Promotional Video for Baxter

Documentation

Summary

  • Arms
    • Baxter: Two arms, each with seven degrees of freedom (DOF)
    • Sawyer: One arm with seven degrees of freedom
    • Series elastic actuators at each joint
    • Accurate joint torque measurements (when calibrated)
  • Head
    • Pan/tilt ability
    • Built in camera
    • Display
  • Control
    • On-board computer running Gentoo Linux and ROS Kinetic
    • Can run ROS nodes remotely or on-board
    • Low-level controllers prevent self-collisions and enforce limits on acceleration, torque, and position.
    • Buttons on arm and grippers.
    • Zero-g mode: when enabled you can grab the cuff of an arm and move it anywhere
  • Distance sensors
    • Infrared distance sensor in the hand
    • Baxter: Sonar ring around head
  • Cameras
    • One camera per hand
    • One camera in the head
    • Baxter has three cameras, but you can only stream from two simultaneously
  • Grippers
    • Interchangeable grippers and jaws
    • We use electric grippers, but vacuum grippers are also available
    • Custom grippers are possible as well

Setup

  • Baxter and Sawyer run rosmaster on their onboard computers.
  • You run nodes on your computer that communicate with the remote rosmaster
  • It is also possible to have nodes run on Baxter or Sawyer
    • However, we do not have root access to these robots and can't install packages
    • For most of our purposes, running our custom nodes on our own computers is fine.

Installation

  • The Baxter and Sawyer software is not released for noetic and in fact dates back to ROS indigo
  • Some code, especially for baxter has to be patched to work.
    • Some code comes from forked repositories, with fixes to make it compile on Ubuntu 20.04 with noetic
    • The code is written in python 2. I have done my best to patch it to work with python3, however if you run into python issues let me know.
  • We will create another workspace, similar to nuws but exclusively for the Baxter and Sawyer robots
    • You may wish to source this workspace from your .bashrc to have the packages accessible.
mkdir -p rethink_ws/src
cd rethink_ws/src
vcs import --input https://nu-msr.github.io/me495_site/rethink.rosinstall
cd ..
# Install dependencies, but ignore any errors
rosdep install --from-paths src --ignore-src -r -y 
catkin_make

Network

  1. You will connect to the robot via Ethernet.
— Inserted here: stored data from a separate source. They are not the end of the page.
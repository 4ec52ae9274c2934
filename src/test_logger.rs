use parking_lot::Mutex;

/// Test-only logger recording everything emitted through the `log` facade so
/// tests can assert on it. Installed at most once per test binary; records
/// accumulate across tests, so assert with [`contains`](RecordingLogger::contains)
/// rather than on exact contents.
pub struct RecordingLogger {
    records: Mutex<Vec<String>>,
}

static LOGGER: RecordingLogger = RecordingLogger {
    records: Mutex::new(Vec::new()),
};

pub fn install() -> &'static RecordingLogger {
    if log::set_logger(&LOGGER).is_ok() {
        log::set_max_level(log::LevelFilter::Trace);
    }
    &LOGGER
}

impl RecordingLogger {
    pub fn contains(&self, needle: &str) -> bool {
        self.records.lock().iter().any(|line| line.contains(needle))
    }
}

impl log::Log for RecordingLogger {
    fn enabled(&self, _metadata: &log::Metadata) -> bool {
        true
    }

    fn log(&self, record: &log::Record) {
        self.records
            .lock()
            .push(format!("{} {}", record.level(), record.args()));
    }

    fn flush(&self) {}
}
use tokio::sync::broadcast;

/// Live subscription handed out by [`crate::ChangeObservable::subscribe`].
/// Yields the seeded current value first, then every value published while it
/// stays alive. Dropping it cancels delivery with no further side effects.
pub struct Subscription<V> {
    seed: Option<V>,
    receiver: broadcast::Receiver<V>,
}

impl<V> Subscription<V>
where
    V: Clone + Send + 'static,
{
    pub(crate) fn new(seed: V, receiver: broadcast::Receiver<V>) -> Self {
        Self {
            seed: Some(seed),
            receiver,
        }
    }

    /// Next value, or `None` once the relay has been dropped.
    pub async fn recv(&mut self) -> Option<V> {
        if let Some(seed) = self.seed.take() {
            return Some(seed);
        }
        loop {
            match self.receiver.recv().await {
                Ok(value) => return Some(value),
                Err(broadcast::error::RecvError::Lagged(skipped)) => {
                    log::warn!("subscriber lagged, skipped {} values", skipped);
                }
                Err(broadcast::error::RecvError::Closed) => return None,
            }
        }
    }

    pub fn into_stream(self) -> impl futures::Stream<Item = V> + Send {
        futures::stream::unfold(self, |mut subscription| async move {
            subscription.recv().await.map(|value| (value, subscription))
        })
    }
}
First, some one-time setup to install the profile
# Download the Network manager profile
curl -L https://nu-msr.github.io/me495_site/Rethink > /tmp/Rethink
sudo cp /tmp/Rethink /etc/NetworkManager/system-connections/Rethink
# Set the ownership and permissions
sudo chown root:root /etc/NetworkManager/system-connections/Rethink
sudo chmod 600 /etc/NetworkManager/system-connections/Rethink
# Reload network manager
sudo systemctl restart NetworkManager

# Append the IP address to your hosts file. This way you can resolve baxter.local and sawyer.local on your machine
echo "10.42.0.2 baxter.local" | sudo tee -a /etc/hosts
echo "10.42.0.2 sawyer.local" | sudo tee -a /etc/hosts
  1. With the robot on and the ethernet cord plugged in, you can connect to the robot by doing
    • nmcli connection up Rethink
  2. The IP address of the robot is 10.42.0.2 and your IP address is 10.42.0.1
    • You should be able to ping 10.42.0.2. If not, something is wrong.
    • You should also be able to ping sawyer.local and baxter.local
  3. To have nodes on your computer connect to the remote rosmaster:
    • The ROS_MASTER_URI environment variable must be set to the robot's rosmaster uri: http://10.42.0.2:11311
      • This variable tells ROS nodes how to connect to rosmaster
    • The ROS_IP environment variable should be the ip address of your computer (10.42.0.1).
      • This variable tells rosmaster how to connect to your computer
    • The ROS_HOSTNAME environment variable should NOT be set unset ROS_HOSTNAME
    • Feel free to write a bash script that you can source to set these environment variables appropriately

      export ROS_MASTER_URI=http://10.42.0.2:11311
      export ROS_IP=10.42.0.1
      unset ROS_HOSTNAME
      
    • If you read Rethink's instructions, they provide a script that sets these variables for you. I don't like everything it does so I just use my own script.

Testing Your Setup

  1. Make sure you can ping 10.42.0.2, baxter.local and sawyer.local.
  2. Set your environment variables:

    export ROS_MASTER_URI=http://10.42.0.2:11311
    export ROS_IP=10.42.0.1
    unset ROS_HOSTNAME
    
  3. Source the rethink workspace: source rethink_ws/devel/setup.bash
  4. When you run rosnode list you should see a bunch of nodes running on the baxter/sawyer
  5. Echo joint states: rostopic echo /robot/joint_states
    • You should see joint states printed to the screen
  6. Enable the robot
    • Baxter: rosrun baxter_tools enable_robot.py -e
    • Sawyer: rosrun intera_interface enable_robot.py -e
  7. Disable the robot
    • Baxter: rosrun baxter_tools enable_robot.py -d
    • Sawyer: rosrun intera_interface enable_robot.py -d

Advanced Networking

SSH

  1. You cannot ssh into the sawyer, Rethink has it locked down
  2. You can ssh into the baxter. Username ruser password rethink.
    • You do not (and usually should not) ssh in to run the robot

FSM

  1. The field-service menu lets you change network settings on the baxter and the sawyer
  2. Students: Do not modify these settings without asking me first!
  3. Currently, it seems that ROS_IP mode on the robots does not work. I suspect that the ROS_MASTER_URI is set to sawyer.local or baxter.local on the robot, which means that, regardless of anything else, your computer must be able to resolve those addresses to receive messages from the robot

Using the Robots

  1. Whenever you are using the robots, be ready to press the E-Stop to prevent the robot from crashing into anything.
  2. Each robot has a power button. Press it once to turn on, once to turn off; never hold the power button.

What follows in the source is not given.